Os achados de microscopia eletrônica revelam alargamento dos espaços intercelulares, com aparecimento de microvilos secundários. O processo, que sugere lesão de membrana, é visível também no polosinusoidal, onde se observa tumefação endotelial, hipertrofia de células de Kupffer, alargamento dos poros e alteração dos microvilos das células hepáticas. Todos esses achados são visíveis focalmente, sendo que, em certas áreas, o fígado mostra-se com alterações mínimas. A célula hepática também sofre, mostrando redução do conteúdo de glicogênio e alargamento do retículo endoplasmático (RE), com predominância em áreas do RE liso. As mitocôndrias apresentam edema de matriz e, por vezes, gigantismo acompanhado de disposição anômala das cristas. As alterações mitocondriais mantêm relação com a presença de succinodesidrogenase, que mostra atividade muito reduzida nos casos graves. 
De maneira geral, entretanto, as alterações das células hepáticas propriamente ditas são bem menos acentuadas que as vistas na hepatite a vírus e na febre amarela, o que se correlaciona bem com as alterações mais discretas nos níveis séricos das enzimas hepatocitárias. As alterações mais proeminentes são ao nível da membrana celular, o que faz pressupor a existência de fator(es) circulante(s) que age(m) primariamente nessa parte da célula. Desta maneira, os achados de destrabeculação de hepatócitos vistos pelos primeiros investigadores são o produto de lesão real da membrana celular e que se acentua amplamente durante o período agônico e as horas de morte. A doença experimental produzida em cobaias é um bom modelo da síndrome de Weil.

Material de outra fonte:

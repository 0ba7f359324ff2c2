//! Dtype normalization of two tables before comparison
//!
//! Only columns present in both tables are touched. Columns that exist on
//! one side only are left as they are and excluded by the comparator.

use crate::coerce::{column_to_numeric, numeric_to_epoch_days};
use rbridge_core::{Column, ColumnData, ColumnType, DatetimeData, Table};
use std::collections::{HashMap, HashSet};

/// Names present in both tables, in left order
pub fn common_columns<'a>(left: &'a Table, right: &Table) -> Vec<&'a str> {
    left.column_names()
        .into_iter()
        .filter(|name| right.column(name).is_some())
        .collect()
}

/// Try numeric coercion on every integer/float/string column pair
///
/// Values that do not parse become missing. A pair is kept as float columns
/// when at least one side yields a number; otherwise both sides revert to
/// their originals. Returns the new tables and the names of accepted columns.
pub fn coerce_numeric_first(left: &Table, right: &Table) -> (Table, Table, HashSet<String>) {
    let mut left_out = HashMap::new();
    let mut right_out = HashMap::new();
    let mut handled = HashSet::new();

    for name in common_columns(left, right) {
        let (Some(l), Some(r)) = (left.column(name), right.column(name)) else {
            continue;
        };
        if !is_coercible(l.dtype()) || !is_coercible(r.dtype()) {
            continue;
        }

        let (Some(l_num), Some(r_num)) = (column_to_numeric(&l.data), column_to_numeric(&r.data))
        else {
            continue;
        };
        if l_num.iter().chain(&r_num).all(Option::is_none) {
            continue;
        }

        left_out.insert(name.to_string(), as_float(l, l_num));
        right_out.insert(name.to_string(), as_float(r, r_num));
        handled.insert(name.to_string());
    }

    if !handled.is_empty() {
        tracing::debug!(columns = ?handled, "Coerced columns to numeric");
    }

    (
        replace_columns(left, &left_out),
        replace_columns(right, &right_out),
        handled,
    )
}

/// Reconcile the dtypes of the remaining common columns
///
/// Columns named in `skip` are left alone.
pub fn normalize_dtypes(left: &Table, right: &Table, skip: &HashSet<String>) -> (Table, Table) {
    let mut left_out = HashMap::new();
    let mut right_out = HashMap::new();

    for name in common_columns(left, right) {
        if skip.contains(name) {
            continue;
        }
        let (Some(l), Some(r)) = (left.column(name), right.column(name)) else {
            continue;
        };

        let l = empty_strings_to_missing(l);
        let r = empty_strings_to_missing(r);
        let (l, r) = reconcile_pair(l, r);

        left_out.insert(name.to_string(), l);
        right_out.insert(name.to_string(), r);
    }

    (
        replace_columns(left, &left_out),
        replace_columns(right, &right_out),
    )
}

/// Both normalization passes
pub fn align_dtypes(left: &Table, right: &Table) -> (Table, Table) {
    let (left, right, handled) = coerce_numeric_first(left, right);
    normalize_dtypes(&left, &right, &handled)
}

fn reconcile_pair(left: Column, right: Column) -> (Column, Column) {
    let (l, r) = (left.dtype(), right.dtype());

    if (l.is_numeric() && r == ColumnType::String) || (l == ColumnType::String && r.is_numeric()) {
        return (lossy_float(&left), lossy_float(&right));
    }
    if l.is_numeric() && r.is_numeric() && l != r {
        return (lossy_float(&left), lossy_float(&right));
    }
    if is_textual_pair(l, r) || is_textual_pair(r, l) {
        return (stringify(&left), stringify(&right));
    }
    if l == ColumnType::Datetime && r.is_numeric() {
        let right = epoch_days(&right).unwrap_or(right);
        return (left, right);
    }
    if l.is_numeric() && r == ColumnType::Datetime {
        let left = epoch_days(&left).unwrap_or(left);
        return (left, right);
    }

    (left, right)
}

/// String against string, boolean or datetime
fn is_textual_pair(a: ColumnType, b: ColumnType) -> bool {
    a == ColumnType::String
        && matches!(
            b,
            ColumnType::String | ColumnType::Boolean | ColumnType::Datetime
        )
}

fn is_coercible(dtype: ColumnType) -> bool {
    matches!(
        dtype,
        ColumnType::Integer | ColumnType::Float | ColumnType::String
    )
}

fn lossy_float(column: &Column) -> Column {
    match column_to_numeric(&column.data) {
        Some(numbers) => as_float(column, numbers),
        None => column.clone(),
    }
}

fn as_float(column: &Column, values: Vec<Option<f64>>) -> Column {
    column.with_data(ColumnData::Float(values))
}

fn stringify(column: &Column) -> Column {
    column.with_data(ColumnData::String(
        (0..column.len()).map(|row| column.get(row).render()).collect(),
    ))
}

fn epoch_days(column: &Column) -> Option<Column> {
    let values = numeric_to_epoch_days(&column.data)?;
    Some(column.with_data(ColumnData::Datetime(DatetimeData::naive(values))))
}

fn empty_strings_to_missing(column: &Column) -> Column {
    match &column.data {
        ColumnData::String(values) => column.with_data(ColumnData::String(
            values
                .iter()
                .map(|v| v.clone().filter(|s| !s.is_empty()))
                .collect(),
        )),
        _ => column.clone(),
    }
}

fn replace_columns(table: &Table, replacements: &HashMap<String, Column>) -> Table {
    if replacements.is_empty() {
        return table.clone();
    }
    table.map_columns(|column| {
        replacements
            .get(&column.name)
            .cloned()
            .unwrap_or_else(|| column.clone())
    })
}

#[cfg(test)]
mod tests {
    use super::*;
    use chrono::NaiveDate;
    use pretty_assertions::assert_eq;
    use rbridge_core::Value;

    fn table(columns: Vec<Column>) -> Table {
        Table::from_columns(columns).unwrap()
    }

    #[test]
    fn common_columns_follow_left_order() {
        let left = table(vec![
            Column::integer("b", vec![Some(1)]),
            Column::integer("a", vec![Some(1)]),
            Column::integer("only_left", vec![Some(1)]),
        ]);
        let right = table(vec![
            Column::integer("a", vec![Some(1)]),
            Column::integer("b", vec![Some(1)]),
        ]);

        assert_eq!(common_columns(&left, &right), vec!["b", "a"]);
    }

    #[test]
    fn numeric_strings_are_coerced_first() {
        let left = table(vec![Column::integer("n", vec![Some(1), None])]);
        let right = table(vec![Column::string("n", vec![Some("1"), None])]);

        let (l, r, handled) = coerce_numeric_first(&left, &right);

        assert!(handled.contains("n"));
        assert_eq!(l.column("n").unwrap().data, ColumnData::Float(vec![Some(1.0), None]));
        assert_eq!(r.column("n").unwrap().data, ColumnData::Float(vec![Some(1.0), None]));
    }

    #[test]
    fn unparseable_values_become_missing() {
        let left = table(vec![Column::string("s", vec![Some("1"), Some("x")])]);
        let right = table(vec![Column::string("s", vec![Some("1"), Some("y")])]);

        let (l, r, handled) = coerce_numeric_first(&left, &right);

        assert!(handled.contains("s"));
        assert_eq!(l.column("s").unwrap().data, ColumnData::Float(vec![Some(1.0), None]));
        assert_eq!(r.column("s").unwrap().data, ColumnData::Float(vec![Some(1.0), None]));
    }

    #[test]
    fn text_without_numbers_is_reverted() {
        let left = table(vec![Column::string("s", vec![Some("a"), Some("b")])]);
        let right = table(vec![Column::string("s", vec![Some("a"), Some("c")])]);

        let (l, r, handled) = coerce_numeric_first(&left, &right);

        assert!(handled.is_empty());
        assert_eq!(l, left);
        assert_eq!(r, right);
    }

    #[test]
    fn all_missing_pair_is_not_handled() {
        let left = table(vec![Column::string("s", vec![None::<&str>])]);
        let right = table(vec![Column::string("s", vec![None::<&str>])]);

        let (_, _, handled) = coerce_numeric_first(&left, &right);
        assert!(handled.is_empty());
    }

    #[test]
    fn numeric_vs_string_coerces_lossily() {
        let left = table(vec![Column::float("n", vec![Some(1.5), Some(2.0)])]);
        let right = table(vec![Column::string("n", vec![Some("1.5"), Some("oops")])]);

        let (l, r) = align_dtypes(&left, &right);

        assert_eq!(l.column("n").unwrap().dtype(), ColumnType::Float);
        assert_eq!(r.column("n").unwrap().data, ColumnData::Float(vec![Some(1.5), None]));
    }

    #[test]
    fn integer_and_float_unify() {
        let left = table(vec![Column::integer("n", vec![Some(2)])]);
        let right = table(vec![Column::float("n", vec![Some(2.0)])]);

        let (l, r) = normalize_dtypes(&left, &right, &HashSet::new());
        assert_eq!(l.column("n").unwrap().data, r.column("n").unwrap().data);
    }

    #[test]
    fn string_vs_boolean_is_stringified() {
        let left = table(vec![Column::string("flag", vec![Some("True"), Some("")])]);
        let right = table(vec![Column::boolean("flag", vec![Some(true), None])]);

        let (l, r) = align_dtypes(&left, &right);

        assert_eq!(l.column("flag").unwrap().get(1), Value::Missing);
        assert_eq!(l.column("flag").unwrap().data, r.column("flag").unwrap().data);
    }

    #[test]
    fn datetime_vs_string_is_stringified() {
        let day = NaiveDate::from_ymd_opt(2022, 1, 8)
            .unwrap()
            .and_hms_opt(0, 0, 0)
            .unwrap();
        let left = table(vec![Column::string("d", vec![Some("2022-01-08")])]);
        let right = table(vec![Column::datetime("d", vec![Some(day)])]);

        let (l, r) = align_dtypes(&left, &right);
        assert_eq!(l.column("d").unwrap().get(0), r.column("d").unwrap().get(0));
    }

    #[test]
    fn numeric_side_of_datetime_pair_becomes_dates() {
        let day = NaiveDate::from_ymd_opt(2022, 1, 8)
            .unwrap()
            .and_hms_opt(0, 0, 0)
            .unwrap();
        let left = table(vec![Column::float("d", vec![Some(19000.0)])]);
        let right = table(vec![Column::datetime("d", vec![Some(day)])]);

        let (l, _) = align_dtypes(&left, &right);
        assert_eq!(l.column("d").unwrap().get(0), Value::Datetime(day));
    }

    #[test]
    fn one_sided_columns_are_untouched() {
        let left = table(vec![Column::string("x", vec![Some("")])]);
        let right = table(vec![Column::string("y", vec![Some("")])]);

        let (l, r) = align_dtypes(&left, &right);
        assert_eq!(l, left);
        assert_eq!(r, right);
    }
}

Observa-se aqui que as leptospiras, microrganismos que usam ácidos graxos como fonte de energia, aderem à membrana celular, o que pode ser interpretado como um passo inicial importante no estabelecimento da infecção leptospirótica. Leptospiras e/ou seus antígenos podem ser detectados aderidos à membrana celular de hepatócitos íntegros e daqueles soltos das trabéculas. Estes últimos, de maneira semelhante à infecção humana, são visíveis nas fases avançadas da doença. 
É interessante ainda destacar que no homem a leptospira é demonstrada com dificuldade pelos métodos convencionais de impregnação pela prata, ao passo que no cobaio ela é vista com certa facilidade, principalmente na luz sinusoidal e entre os hepatócitos soltos da trabécula. 
Outro aspecto de interesse, e que não está esclarecido integralmente, é representado pelo mecanismo íntimo da icterícia na leptospirose. A microscopia de luz demonstrou colestase mais acentuada na região centrolobular. A microscopia eletrônica revela alterações dos microvilos dos colangíolos e dilatação de cisternas de Golgi e do retículo endoplasmático, ao lado do aumento de lisossomas da região. Na luz de alguns dúctulos, percebem-se lamelas de material eletrodenso, interpretado como fosfolipídeos da bile. Este material, com aparência espiculada, é visível no interior de vacúolos delimitados por membranas unitárias no citoplasma de hepatócitos e junto aos dúctulos biliares. 
Todo o conjunto sugere alterações no aparelho bile-excretor, que é extremamente sensível a agentes diversos, incluindo-se a desidratação e fenômenos toxêmicos, que são achados fundamentais na leptospirose. O aparecimento de lamelas eletrodensas nos espaços intercelulares alargados comporta dupla interpretação: uma delas é que essas lamelas seriam produtos de lesão da membrana celular; a outra é que seriam, também, produtos de bile que estavam sendo excretados através da membrana celular, agora com microvilos, para os espaços intercelulares. 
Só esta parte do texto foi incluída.